Endometriosis is a common, but oftentimes painful gynecological disorder in which tissue that normally lines the uterus (the endometrium) grows outside the uterus. It commonly involves the ovaries, fallopian tubes, the ligaments that support the uterus, the lining of the pelvic cavity, and the bladder and intestines.

Symptoms:

Everyone is different, and while some patients may experience all of the symptoms associated with endometriosis, some may only experience one or just a few. That’s why it’s important to learn about all the potential symptoms that could be negatively impacting your health.

Patients with endometriosis may experience symptoms such as painful menstrual cramps, infertility, painful urination during menstrual periods, painful bowel movements during menstrual periods, and pain during intercourse. Symptoms can also present as other gastrointestinal problems, such as diarrhea, constipation, bloating, and/or nausea.

It is estimated that approximately 2% to 10% of American women between the ages of 25 and 40 years old are affected by endometriosis.

Impact of Endometriosis:

In endometriosis, the endometrial tissue implants into the pelvis and with each period (or menstrual cycle) grow, causing scar tissue and inflammation. If the ovaries are affected, endometriomas (cysts) may form, and the surrounding tissue may become irritated. This can cause a patient pain, especially during menstrual cycles. 

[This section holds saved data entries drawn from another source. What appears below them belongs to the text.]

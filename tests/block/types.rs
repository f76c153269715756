// Unit tests for the LZVN opcode classifier (src/block/types.rs)
//
// Verifies:
//   - every byte value maps to the category listed in the format tables
//   - the invalid ranges, the no-op and end-of-stream opcodes
//   - operand byte counts per category

use lzvn::block::types::{
    classify, OpcodeType, END_OF_STREAM_OPCODE, GB, KB, LARGE_LENGTH_BIAS, MAX_DISTANCE,
    MAX_LITERAL_LENGTH, MAX_MATCH_LENGTH, MB, MIN_MATCH_LENGTH, OPCODE_TYPES,
};

// ─────────────────────────────────────────────────────────────────────────────
// Fixed opcodes
// ─────────────────────────────────────────────────────────────────────────────

#[test]
fn end_of_stream_is_only_0x06() {
    assert_eq!(END_OF_STREAM_OPCODE, 0x06);
    for op in 0..=255u8 {
        assert_eq!(classify(op) == OpcodeType::EndOfStream, op == 0x06, "opcode {op:#04x}");
    }
}

#[test]
fn nop_opcodes() {
    let nops: Vec<u8> = (0..=255u8).filter(|&op| classify(op) == OpcodeType::None).collect();
    assert_eq!(nops, vec![0x0e, 0x16]);
}

#[test]
fn invalid_ranges() {
    for op in (0x70..=0x7fu8).chain(0xd0..=0xdf) {
        assert_eq!(classify(op), OpcodeType::Invalid, "opcode {op:#04x}");
    }
    for op in [0x1eu8, 0x26, 0x2e, 0x36, 0x3e] {
        assert_eq!(classify(op), OpcodeType::Invalid, "opcode {op:#04x}");
    }
    let total = OPCODE_TYPES.iter().filter(|&&t| t == OpcodeType::Invalid).count();
    assert_eq!(total, 37);
}

#[test]
fn previous_distance_opcodes() {
    let expected = [0x46u8, 0x4e, 0x56, 0x5e, 0x66, 0x6e, 0x86, 0x8e, 0x96, 0x9e, 0xc6, 0xce];
    let found: Vec<u8> =
        (0..=255u8).filter(|&op| classify(op) == OpcodeType::DistancePrevious).collect();
    assert_eq!(found, expected);
}

// ─────────────────────────────────────────────────────────────────────────────
// Ranges
// ─────────────────────────────────────────────────────────────────────────────

#[test]
fn medium_distance_range() {
    for op in 0..=255u8 {
        assert_eq!(
            classify(op) == OpcodeType::DistanceMedium,
            (0xa0..=0xbf).contains(&op),
            "opcode {op:#04x}"
        );
    }
}

#[test]
fn literal_and_match_ranges() {
    assert_eq!(classify(0xe0), OpcodeType::LiteralLarge);
    assert_eq!(classify(0xf0), OpcodeType::MatchLarge);
    for op in 0xe1..=0xefu8 {
        assert_eq!(classify(op), OpcodeType::LiteralSmall);
    }
    for op in 0xf1..=0xffu8 {
        assert_eq!(classify(op), OpcodeType::MatchSmall);
    }
}

#[test]
fn large_distance_opcodes_end_in_111() {
    for op in 0..=255u8 {
        if classify(op) == OpcodeType::DistanceLarge {
            assert_eq!(op & 0x07, 0x07, "opcode {op:#04x}");
        }
    }
    // Eight values per literal-length row, minus the rows shadowed by other ranges.
    assert_eq!(classify(0x07), OpcodeType::DistanceLarge);
    assert_eq!(classify(0x6f), OpcodeType::DistanceLarge);
    assert_eq!(classify(0xcf), OpcodeType::DistanceLarge);
    assert_eq!(classify(0x77), OpcodeType::Invalid);
    assert_eq!(classify(0xa7), OpcodeType::DistanceMedium);
    assert_eq!(classify(0xe7), OpcodeType::LiteralSmall);
}

#[test]
fn small_distance_samples() {
    for op in [0x00u8, 0x05, 0x08, 0x3d, 0x40, 0x6d, 0x80, 0x9d, 0xc0, 0xcd] {
        assert_eq!(classify(op), OpcodeType::DistanceSmall, "opcode {op:#04x}");
    }
}

// ─────────────────────────────────────────────────────────────────────────────
// Operand sizes and constants
// ─────────────────────────────────────────────────────────────────────────────

#[test]
fn operand_sizes() {
    for op in 0..=255u8 {
        let t = classify(op);
        let expected = match t {
            OpcodeType::DistanceLarge | OpcodeType::DistanceMedium => 2,
            OpcodeType::DistanceSmall | OpcodeType::LiteralLarge | OpcodeType::MatchLarge => 1,
            _ => 0,
        };
        assert_eq!(t.extra_bytes(), expected, "opcode {op:#04x}");
    }
}

#[test]
fn sets_distance_only_for_distance_forms() {
    assert!(OpcodeType::DistanceLarge.sets_distance());
    assert!(OpcodeType::DistanceMedium.sets_distance());
    assert!(OpcodeType::DistanceSmall.sets_distance());
    assert!(!OpcodeType::DistancePrevious.sets_distance());
    assert!(!OpcodeType::MatchSmall.sets_distance());
    assert!(!OpcodeType::MatchLarge.sets_distance());
}

#[test]
fn length_constants() {
    assert_eq!(MIN_MATCH_LENGTH, 3);
    assert_eq!(LARGE_LENGTH_BIAS, 16);
    assert_eq!(MAX_LITERAL_LENGTH, 271);
    assert_eq!(MAX_MATCH_LENGTH, 271);
    assert_eq!(MAX_DISTANCE, 0xffff);
    assert_eq!((KB, MB, GB), (1 << 10, 1 << 20, 1 << 30));
}

#[test]
fn large_distance_operand_reaches_max_distance() {
    // DistanceLarge with distance 0xffff after 0xffff literal bytes.
    let mut src = Vec::new();
    let mut remaining = MAX_DISTANCE;
    while remaining > 0 {
        let n = remaining.min(MAX_LITERAL_LENGTH);
        src.push(0xe0);
        src.push((n - LARGE_LENGTH_BIAS) as u8);
        src.extend(std::iter::repeat(b'q').take(n));
        remaining -= n;
    }
    src.extend_from_slice(&[0x07, 0xff, 0xff, 0x06]);
    let out = lzvn::decompress_block_to_vec(&src, MAX_DISTANCE + 3).unwrap();
    assert_eq!(out.len(), MAX_DISTANCE + 3);
}
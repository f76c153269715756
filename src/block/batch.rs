//! Parallel decoding of independent LZVN blocks.
//!
//! Blocks share nothing but the read-only opcode table, so each one is
//! decoded on whichever rayon worker picks it up, into its own buffer.

use rayon::prelude::*;

use super::decompress_api::decompress_block_to_vec;
use super::decompress_core::DecompressError;

/// Decode each `inputs[i]` into a buffer of at most `capacities[i]` bytes.
///
/// Results are returned in input order.  A failing block does not affect
/// the others.  Extra entries in the longer of the two slices are ignored.
pub fn decompress_batch(
    inputs: &[&[u8]],
    capacities: &[usize],
) -> Vec<Result<Vec<u8>, DecompressError>> {
    inputs
        .par_iter()
        .zip(capacities.par_iter())
        .map(|(&input, &capacity)| decompress_block_to_vec(input, capacity))
        .collect()
}

/// Decode blocks that all expand to at most `capacity` bytes, such as the
/// fixed-size chunks of a compressed file.
pub fn decompress_batch_uniform(
    inputs: &[&[u8]],
    capacity: usize,
) -> Vec<Result<Vec<u8>, DecompressError>> {
    inputs
        .par_iter()
        .map(|&input| decompress_block_to_vec(input, capacity))
        .collect()
}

Another way that endometriosis negatively affects a patient’s health is by causing infertility or making it more difficult to conceive a child. In fact, it’s considered one of the three major causes of female infertility. According to the American Society for Reproductive Medicine, endometriosis is found in 24% to 50% of women who experience infertility. In some cases, surgery can remove any adhesions, cysts, and scar tissue, to restore fertility.

Causes:

What causes endometriosis is still unknown, however, some medical experts theorize that during menstruation, some of the tissue, rather than exiting the body, backs up into the fallopian tubes, and into the abdomen, where it then attaches and grows. Research is still underway, so medical experts can find the root cause of endometriosis.

Risk Factors:

While anyone can get endometriosis, those most at risk for the condition include patients who have a first-degree relative (mother, sister, daughter) with endometriosis; and women who are giving birth for the first time after the age of thirty.

Diagnosing Endometriosis:

Diagnosis brings relief to many patients, so it’s important if you’re experiencing symptoms that are causing you discomfort, that you see your gynecologist or other health care provider that you trust with your care, to learn if endometriosis is causing your health concerns.

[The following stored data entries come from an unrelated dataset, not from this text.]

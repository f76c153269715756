//! LZVN block decompression core engine.
//!
//!   - [`read_token`]        : decode one opcode and its operand bytes
//!   - [`decompress_generic`]: the bounds-checked decode loop
//!
//! # Security boundary
//!
//! The compressed block is untrusted.  Every read from `src` and every read
//! or write in `dst` is preceded by an explicit range check, and every check
//! that fails returns a [`DecompressError`] naming the opcode offset.  No
//! input may cause a panic, an out-of-range access, or a non-terminating
//! loop: each iteration consumes at least the opcode byte.

use core::fmt;

use super::types::{classify, OpcodeType, Token, LARGE_LENGTH_BIAS, MIN_MATCH_LENGTH};

// ─────────────────────────────────────────────────────────────────────────────
// Error types
// ─────────────────────────────────────────────────────────────────────────────

/// Rejected caller-supplied arguments (checked before any byte is decoded).
#[derive(Debug, Clone, Copy, PartialEq, Eq)]
pub enum InvalidArgument {
    /// A buffer pointer was null (C ABI only).
    NullPointer,
    /// The declared compressed size exceeds the buffer or `isize::MAX`.
    InputSizeTooLarge,
    /// The declared output capacity exceeds the buffer or `isize::MAX`.
    OutputSizeTooLarge,
}

/// The region check that failed.
#[derive(Debug, Clone, Copy, PartialEq, Eq)]
pub enum OutOfBounds {
    /// A literal run extends past the end of the compressed block.
    LiteralPastInput,
    /// A literal run does not fit in the remaining output capacity.
    LiteralPastOutput,
    /// A match has no usable distance: none was established yet, or it is zero.
    InvalidDistance,
    /// A match distance reaches back before the start of the output.
    DistancePastOutput,
    /// A match does not fit in the remaining output capacity.
    MatchPastOutput,
}

/// Errors returned by LZVN block decompression.
///
/// Every decode error is final: nothing after the offending opcode is
/// interpreted, and the contents of the output buffer are unspecified.
#[derive(Debug, Clone, Copy, PartialEq, Eq)]
pub enum DecompressError {
    InvalidArgument(InvalidArgument),
    /// The opcode at `offset` needs operand bytes past the end of the block.
    TruncatedInput { offset: usize, opcode: u8 },
    /// The opcode at `offset` is reserved.
    InvalidOpcode { offset: usize, opcode: u8 },
    /// The instruction at `offset` reads or writes outside its buffers.
    OutOfBounds { offset: usize, kind: OutOfBounds },
}

impl fmt::Display for InvalidArgument {
    fn fmt(&self, f: &mut fmt::Formatter<'_>) -> fmt::Result {
        f.write_str(match self {
            InvalidArgument::NullPointer => "null buffer",
            InvalidArgument::InputSizeTooLarge => "compressed data size value exceeds maximum",
            InvalidArgument::OutputSizeTooLarge => "uncompressed data size value exceeds maximum",
        })
    }
}

impl fmt::Display for OutOfBounds {
    fn fmt(&self, f: &mut fmt::Formatter<'_>) -> fmt::Result {
        f.write_str(match self {
            OutOfBounds::LiteralPastInput => "literal size exceeds compressed data size",
            OutOfBounds::LiteralPastOutput => "literal size exceeds uncompressed data size",
            OutOfBounds::InvalidDistance => "match distance is zero or was never set",
            OutOfBounds::DistancePastOutput => "distance exceeds uncompressed data offset",
            OutOfBounds::MatchPastOutput => "match size exceeds uncompressed data size",
        })
    }
}

impl fmt::Display for DecompressError {
    fn fmt(&self, f: &mut fmt::Formatter<'_>) -> fmt::Result {
        match self {
            DecompressError::InvalidArgument(arg) => write!(f, "invalid argument: {arg}"),
            DecompressError::TruncatedInput { offset, opcode } => write!(
                f,
                "truncated input: opcode {opcode:#04x} at offset {offset} runs past the end of the block"
            ),
            DecompressError::InvalidOpcode { offset, opcode } => {
                write!(f, "invalid opcode {opcode:#04x} at offset {offset}")
            }
            DecompressError::OutOfBounds { offset, kind } => {
                write!(f, "out of bounds at offset {offset}: {kind}")
            }
        }
    }
}

impl std::error::Error for DecompressError {}

impl From<InvalidArgument> for DecompressError {
    fn from(arg: InvalidArgument) -> Self {
        DecompressError::InvalidArgument(arg)
    }
}

#[inline(always)]
fn out_of_bounds<T>(offset: usize, kind: OutOfBounds) -> Result<T, DecompressError> {
    Err(DecompressError::OutOfBounds { offset, kind })
}

// ─────────────────────────────────────────────────────────────────────────────
// read_token
// ─────────────────────────────────────────────────────────────────────────────

/// One opcode decoded from the compressed block.
#[derive(Debug, Clone, Copy, PartialEq, Eq)]
pub struct Instruction {
    pub opcode: u8,
    pub kind: OpcodeType,
    pub token: Token,
    /// Offset just past the opcode's operand bytes (literal bytes, if any,
    /// start here).
    pub next: usize,
}

/// Decode the opcode at `pos` together with its operand bytes.
///
/// Returns `Ok(None)` when `pos` is at or past the end of `src`.  Literal
/// payload bytes are *not* consumed; they begin at [`Instruction::next`].
pub fn read_token(src: &[u8], pos: usize) -> Result<Option<Instruction>, DecompressError> {
    let Some(&opcode) = src.get(pos) else {
        return Ok(None);
    };
    let kind = classify(opcode);
    let operand_start = pos + 1;
    let next = operand_start + kind.extra_bytes();
    let Some(operands) = src.get(operand_start..next) else {
        return Err(DecompressError::TruncatedInput { offset: pos, opcode });
    };

    // Fields shared by the small / large / previous distance forms.
    let packed_literal = ((opcode & 0xc0) >> 6) as usize;
    let packed_match = ((opcode & 0x38) >> 3) as usize + MIN_MATCH_LENGTH;

    let token = match kind {
        OpcodeType::DistanceLarge => Token {
            literal_length: packed_literal,
            match_length: packed_match,
            distance: Some(u16::from_le_bytes([operands[0], operands[1]])),
        },
        OpcodeType::DistanceMedium => {
            let (b1, b2) = (operands[0], operands[1]);
            Token {
                literal_length: ((opcode & 0x18) >> 3) as usize,
                match_length: ((((opcode & 0x07) << 2) | (b1 & 0x03)) as usize) + MIN_MATCH_LENGTH,
                distance: Some(((b2 as u16) << 6) | ((b1 & 0xfc) >> 2) as u16),
            }
        }
        OpcodeType::DistanceSmall => Token {
            literal_length: packed_literal,
            match_length: packed_match,
            distance: Some((((opcode & 0x07) as u16) << 8) | operands[0] as u16),
        },
        OpcodeType::DistancePrevious => Token {
            literal_length: packed_literal,
            match_length: packed_match,
            distance: None,
        },
        OpcodeType::LiteralLarge => Token::literal(operands[0] as usize + LARGE_LENGTH_BIAS),
        OpcodeType::LiteralSmall => Token::literal((opcode & 0x0f) as usize),
        OpcodeType::MatchLarge => Token::matched(operands[0] as usize + LARGE_LENGTH_BIAS),
        OpcodeType::MatchSmall => Token::matched((opcode & 0x0f) as usize),
        OpcodeType::EndOfStream | OpcodeType::None => Token::default(),
        OpcodeType::Invalid => return Err(DecompressError::InvalidOpcode { offset: pos, opcode }),
    };

    Ok(Some(Instruction { opcode, kind, token, next }))
}

// ─────────────────────────────────────────────────────────────────────────────
// Match copy
// ─────────────────────────────────────────────────────────────────────────────

/// Copy `length` bytes from `op - distance` to `op`.
///
/// When the regions overlap (`distance < length`) the copy runs forward one
/// byte at a time so bytes written early in the copy are re-read later,
/// turning a short pattern into a repeated run.
///
/// Caller guarantees `0 < distance <= op` and `op + length <= dst.len()`.
#[inline]
fn copy_match(dst: &mut [u8], op: usize, distance: usize, length: usize) {
    let start = op - distance;
    if distance >= length {
        dst.copy_within(start..start + length, op);
    } else {
        for i in 0..length {
            dst[op + i] = dst[start + i];
        }
    }
}

// ─────────────────────────────────────────────────────────────────────────────
// decompress_generic
// ─────────────────────────────────────────────────────────────────────────────

/// Outcome of one successful block decode.
#[derive(Debug, Clone, Copy, PartialEq, Eq, Default)]
pub struct DecodeSummary {
    /// Bytes written to the output buffer.
    pub written: usize,
    /// Compressed bytes consumed, including the end-of-stream opcode.
    pub consumed: usize,
    /// `true` when decoding stopped at an end-of-stream opcode (as opposed to
    /// running out of input or filling the output).
    pub end_of_stream: bool,
}

/// Core LZVN block decompression loop.
///
/// Decodes `src` into `dst`, treating `dst.len()` as the output capacity.
/// Decoding stops successfully at an end-of-stream opcode, at the end of
/// `src`, or as soon as `dst` is full, whichever comes first.
pub fn decompress_generic(src: &[u8], dst: &mut [u8]) -> Result<DecodeSummary, DecompressError> {
    let iend = src.len();
    let oend = dst.len();

    let mut ip: usize = 0;
    let mut op: usize = 0;
    let mut end_of_stream = false;

    // Distance of the last opcode that carried one; replayed by
    // DistancePrevious, MatchSmall and MatchLarge.
    let mut last_distance: Option<u16> = None;

    while op < oend {
        let offset = ip;
        let Some(instruction) = read_token(src, ip)? else {
            break;
        };
        ip = instruction.next;

        if instruction.kind == OpcodeType::EndOfStream {
            end_of_stream = true;
            break;
        }

        let token = instruction.token;
        if instruction.kind.sets_distance() {
            last_distance = token.distance;
        }

        // ── Literal run ──────────────────────────────────────────────────────
        let literal_length = token.literal_length;
        if literal_length > 0 {
            let lit_end = match ip.checked_add(literal_length) {
                Some(end) if end <= iend => end,
                _ => return out_of_bounds(offset, OutOfBounds::LiteralPastInput),
            };
            let out_end = match op.checked_add(literal_length) {
                Some(end) if end <= oend => end,
                _ => return out_of_bounds(offset, OutOfBounds::LiteralPastOutput),
            };
            dst[op..out_end].copy_from_slice(&src[ip..lit_end]);
            ip = lit_end;
            op = out_end;
        }

        // ── Match ────────────────────────────────────────────────────────────
        let match_length = token.match_length;
        if match_length > 0 {
            let distance = match last_distance {
                Some(d) if d > 0 => d as usize,
                _ => return out_of_bounds(offset, OutOfBounds::InvalidDistance),
            };
            if distance > op {
                return out_of_bounds(offset, OutOfBounds::DistancePastOutput);
            }
            let out_end = match op.checked_add(match_length) {
                Some(end) if end <= oend => end,
                _ => return out_of_bounds(offset, OutOfBounds::MatchPastOutput),
            };
            copy_match(dst, op, distance, match_length);
            op = out_end;
        }
    }

    Ok(DecodeSummary { written: op, consumed: ip, end_of_stream })
}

The only official way to diagnose endometriosis is during surgery. However not every patient needs surgery. The most common surgery is laparoscopy, a minor surgical procedure in which a laparoscope a thin tube with a camera at the end, is inserted into the abdomen through a small incision, so the doctor can see inside the pelvis. This will allow the physician to determine the location, extent, and size of the endometrial growths, remove or destroy any tissue. 

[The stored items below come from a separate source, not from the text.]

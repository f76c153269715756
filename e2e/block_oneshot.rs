//! E2E Test Suite 01: Block One-Shot API
//!
//! Drives the public decode functions with complete compressed blocks:
//! - decompress
//! - decompress_sized
//! - decompress_block_to_vec
//!
//! Compressed inputs are either hand-assembled byte vectors or the output of
//! the test encoder in tests/support.

#[path = "../tests/support/encoder.rs"]
mod encoder;

use lzvn::{decompress, decompress_block_to_vec, decompress_sized};

use encoder::{encode, mixed_corpus, noise};

// ─────────────────────────────────────────────────────────────────────────────
// Test 1: minimal streams
// ─────────────────────────────────────────────────────────────────────────────

#[test]
fn test_single_literal_then_end_of_stream() {
    let mut dst = [0u8; 16];
    let written = decompress(&[0xe1, 0x41, 0x06], &mut dst).expect("valid stream");
    assert_eq!(written, 1);
    assert_eq!(&dst[..1], b"A");
}

#[test]
fn test_empty_input_writes_nothing() {
    let mut dst = [0xaau8; 16];
    assert_eq!(decompress(&[], &mut dst), Ok(0));
    assert!(dst.iter().all(|&b| b == 0xaa), "output must be untouched");
}

#[test]
fn test_run_length_expansion() {
    // DistanceSmall: one folded literal 'A', match length 4, distance 1.
    let out = decompress_block_to_vec(&[0x48, 0x01, b'A', 0x06], 64).unwrap();
    assert_eq!(out, b"AAAAA");
}

// ─────────────────────────────────────────────────────────────────────────────
// Test 2: round trips
// ─────────────────────────────────────────────────────────────────────────────

fn assert_round_trip(data: &[u8]) {
    let compressed = encode(data);
    let mut dst = vec![0u8; data.len()];
    let written = decompress(&compressed, &mut dst).expect("round trip should decode");
    assert_eq!(written, data.len());
    assert_eq!(dst, data);
}

#[test]
fn test_round_trip_text_blocks() {
    for len in [1usize, 100, 4096, 65_536, 300_000] {
        assert_round_trip(&mixed_corpus(len));
    }
}

#[test]
fn test_round_trip_repeated_sentence() {
    assert_round_trip(&b"The quick brown fox jumps over the lazy dog. ".repeat(200));
}

#[test]
fn test_round_trip_incompressible() {
    assert_round_trip(&noise(100_000, 0xdead_beef));
}

#[test]
fn test_round_trip_long_distance() {
    // The repeat sits 20000 bytes back, which needs the large distance form.
    let mut data = noise(20_000, 3);
    let head = data[..2_000].to_vec();
    data.extend_from_slice(&head);

    let compressed = encode(&data);
    assert!(
        compressed.len() < 20_400,
        "long-distance repeat was not matched: {} bytes",
        compressed.len()
    );
    assert_eq!(decompress_block_to_vec(&compressed, data.len()).unwrap(), data);
}

#[test]
fn test_round_trip_medium_distance() {
    let mut data = noise(5_000, 11);
    let head = data[..500].to_vec();
    data.extend_from_slice(&head);
    assert_round_trip(&data);
}

#[test]
fn test_round_trip_binary_runs() {
    let mut data = Vec::new();
    for byte in 0..=255u8 {
        data.extend(std::iter::repeat(byte).take(byte as usize + 1));
    }
    assert_round_trip(&data);
}

// ─────────────────────────────────────────────────────────────────────────────
// Test 3: output capacity
// ─────────────────────────────────────────────────────────────────────────────

#[test]
fn test_larger_buffer_reports_exact_length() {
    let data = mixed_corpus(10_000);
    let out = decompress_block_to_vec(&encode(&data), 1 << 20).unwrap();
    assert_eq!(out, data);
}

#[test]
fn test_capacity_stop_ignores_remaining_input() {
    // Two literal runs; capacity only holds the first.
    let src = [0xe3, b'a', b'b', b'c', 0xe3, b'd', b'e', b'f', 0x06];
    let mut dst = [0u8; 3];
    assert_eq!(decompress(&src, &mut dst), Ok(3));
    assert_eq!(&dst, b"abc");
}

#[test]
fn test_capacity_stop_ignores_trailing_garbage() {
    // Whatever follows is never read once the output is full.
    let src = [0xe2, b'o', b'k', 0x72, 0xd0];
    let mut dst = [0u8; 2];
    assert_eq!(decompress(&src, &mut dst), Ok(2));
}

#[test]
fn test_sized_reports_produced_bytes() {
    let data = mixed_corpus(3_000);
    let compressed = encode(&data);
    let mut dst = vec![0u8; 8_192];
    let mut size = dst.len();
    decompress_sized(&compressed, compressed.len(), &mut dst, &mut size).unwrap();
    assert_eq!(size, data.len());
    assert_eq!(&dst[..size], &data[..]);
}
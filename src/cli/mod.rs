//! Command-line front end for the `lzvn` binary.
//!
//! [`args::Args`] is parsed by clap; [`args::parse_args`] validates it and
//! fills unset values from the environment.  Diagnostics go through the
//! [`displaylevel!`](crate::displaylevel) macro in [`constants`].

pub mod arg_utils;
pub mod args;
pub mod constants;
#![no_main]
use libfuzzer_sys::fuzz_target;

fuzz_target!(|data: &[u8]| {
    // Arbitrary bytes through the block decoder.  Errors are expected; a
    // panic or an out-of-range access is a bug.

    // Zero capacity: must succeed without reading anything.
    {
        let mut dst = vec![0u8; 0];
        assert_eq!(lzvn::decompress(data, &mut dst), Ok(0));
    }

    // One APFS chunk.
    {
        let mut dst = vec![0u8; 64 * 1024];
        if let Ok(n) = lzvn::decompress(data, &mut dst) {
            assert!(n <= dst.len());
        }
    }

    // Large output buffer to reach long match chains.
    {
        // Cap at 1 MiB so tiny inputs cannot claim huge outputs.
        let large = data.len().saturating_mul(271).min(1 << 20);
        let mut dst = vec![0u8; large];
        let _ = lzvn::decompress(data, &mut dst);
    }
});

Your doctor may order other imaging tests to help diagnose endometriosis. They include an ultrasound, CT scan, or MRI scan. You and your physician, together, will determine the best course of action to diagnose whether or not you have endometriosis. 

Treatment Options:

After you visit with your health care provider and have been diagnosed with endometriosis, there are effective treatment options for you to consider. Which option is best for you will depend upon many factors, including your overall health and medical history, current symptoms, what stage your disease is in, preference, and desire for pregnancy.

Surgical options include having a laparoscopy, to remove endometrial growths, which is a more extensive surgery to remove as much of the displaced endometrium as possible, or a hysterectomy, to remove the uterus and possibly the ovaries.

Regardless of how advanced your endometriosis may be, it’s important to have an open, honest discussion with your healthcare provider to go over your treatment options, so you can determine the best course of action to get you healthy and well again.